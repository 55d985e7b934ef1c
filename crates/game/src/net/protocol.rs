use rkyv::{Archive, Deserialize, Serialize, rancor};

pub const MAX_PACKET_SIZE: usize = 1200;
pub const PROTOCOL_VERSION: u32 = 1;
pub const PROTOCOL_MAGIC: u32 = 0x534B524D;
pub const DEFAULT_PORT: u16 = 27015;
pub const DEFAULT_TICK_RATE: u32 = 60;

#[derive(Debug, Clone, Copy, PartialEq, Eq, Archive, Serialize, Deserialize)]
#[rkyv(compare(PartialEq), derive(Debug))]
pub struct PacketHeader {
    pub magic: u32,
    pub version: u32,
    pub sequence: u32,
}

impl PacketHeader {
    pub fn new(sequence: u32) -> Self {
        Self {
            magic: PROTOCOL_MAGIC,
            version: PROTOCOL_VERSION,
            sequence,
        }
    }

    pub fn is_valid(&self) -> bool {
        self.magic == PROTOCOL_MAGIC && self.version == PROTOCOL_VERSION
    }
}

/// Every message kind that crosses the transport boundary.
#[derive(Debug, Clone, PartialEq, Archive, Serialize, Deserialize)]
#[rkyv(derive(Debug))]
pub enum PacketType {
    ConnectionRequest,
    ConnectionAccepted {
        entity_id: u32,
        tick: u32,
        tick_rate: u32,
    },
    ConnectionDenied {
        reason: String,
    },
    Input(InputMessage),
    Snapshot(SnapshotMessage),
    Ack(AckMessage),
    Reliable {
        sequence: u32,
        message: ReliableMessage,
    },
    ReliableAck {
        sequence: u32,
    },
    Ping {
        timestamp: u64,
    },
    Pong {
        timestamp: u64,
    },
    Disconnect,
}

/// Client to server, unreliable, one per client tick.
#[derive(Debug, Clone, Copy, PartialEq, Archive, Serialize, Deserialize)]
#[rkyv(derive(Debug))]
pub struct InputMessage {
    pub sequence: u32,
    pub movement: [f32; 2],
    pub aim: [f32; 2],
    pub buttons: u16,
}

/// Server to the owning client: highest input sequence consumed as of `tick`.
#[derive(Debug, Clone, Copy, PartialEq, Eq, Archive, Serialize, Deserialize)]
#[rkyv(derive(Debug))]
pub struct AckMessage {
    pub tick: u32,
    pub ack_seq: u32,
}

/// Extended per-entity state carried next to the kinematic state. The set of
/// variants is closed; each entity kind owns exactly one.
#[derive(Debug, Clone, Copy, PartialEq, Archive, Serialize, Deserialize)]
#[rkyv(derive(Debug))]
pub enum ReplicatedState {
    Player { health: u16, buttons: u16 },
    Drone { turn_rate: f32 },
}

#[derive(Debug, Clone, Copy, PartialEq, Archive, Serialize, Deserialize)]
#[rkyv(derive(Debug))]
pub struct NetEntityState {
    pub entity_id: u32,
    pub position: [f32; 2],
    pub velocity: [f32; 2],
    pub orientation: f32,
    pub extended: ReplicatedState,
}

#[derive(Debug, Clone, PartialEq, Archive, Serialize, Deserialize)]
#[rkyv(derive(Debug))]
pub struct SnapshotMessage {
    pub tick: u32,
    pub entities: Vec<NetEntityState>,
}

impl SnapshotMessage {
    pub fn new(tick: u32) -> Self {
        Self {
            tick,
            entities: Vec::new(),
        }
    }
}

#[derive(Debug, Clone, Copy, PartialEq, Archive, Serialize, Deserialize)]
#[rkyv(derive(Debug))]
pub struct SpawnMessage {
    pub entity: NetEntityState,
}

#[derive(Debug, Clone, PartialEq, Archive, Serialize, Deserialize)]
#[rkyv(derive(Debug))]
pub enum ReliableMessage {
    Spawn(SpawnMessage),
    Despawn { entity_id: u32 },
}

#[derive(Debug, Clone, PartialEq, Archive, Serialize, Deserialize)]
#[rkyv(derive(Debug))]
pub struct Packet {
    pub header: PacketHeader,
    pub payload: PacketType,
}

#[derive(Debug, thiserror::Error)]
pub enum PacketError {
    #[error("serialization failed: {0}")]
    Serialize(rancor::Error),
    #[error("deserialization failed: {0}")]
    Deserialize(rancor::Error),
    #[error("packet of {0} bytes exceeds MTU")]
    TooLarge(usize),
}

impl Packet {
    pub fn new(header: PacketHeader, payload: PacketType) -> Self {
        Self { header, payload }
    }

    pub fn serialize(&self) -> Result<Vec<u8>, PacketError> {
        let bytes = rkyv::to_bytes::<rancor::Error>(self)
            .map(|aligned| aligned.into_vec())
            .map_err(PacketError::Serialize)?;

        if bytes.len() > MAX_PACKET_SIZE {
            return Err(PacketError::TooLarge(bytes.len()));
        }
        Ok(bytes)
    }

    pub fn deserialize(data: &[u8]) -> Result<Self, PacketError> {
        rkyv::from_bytes::<Self, rancor::Error>(data).map_err(PacketError::Deserialize)
    }
}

______

● **Problem statement**
Select every line of the records holding the string "InputMessage".

● **Response to the exercise**
    Input(InputMessage),
pub struct InputMessage {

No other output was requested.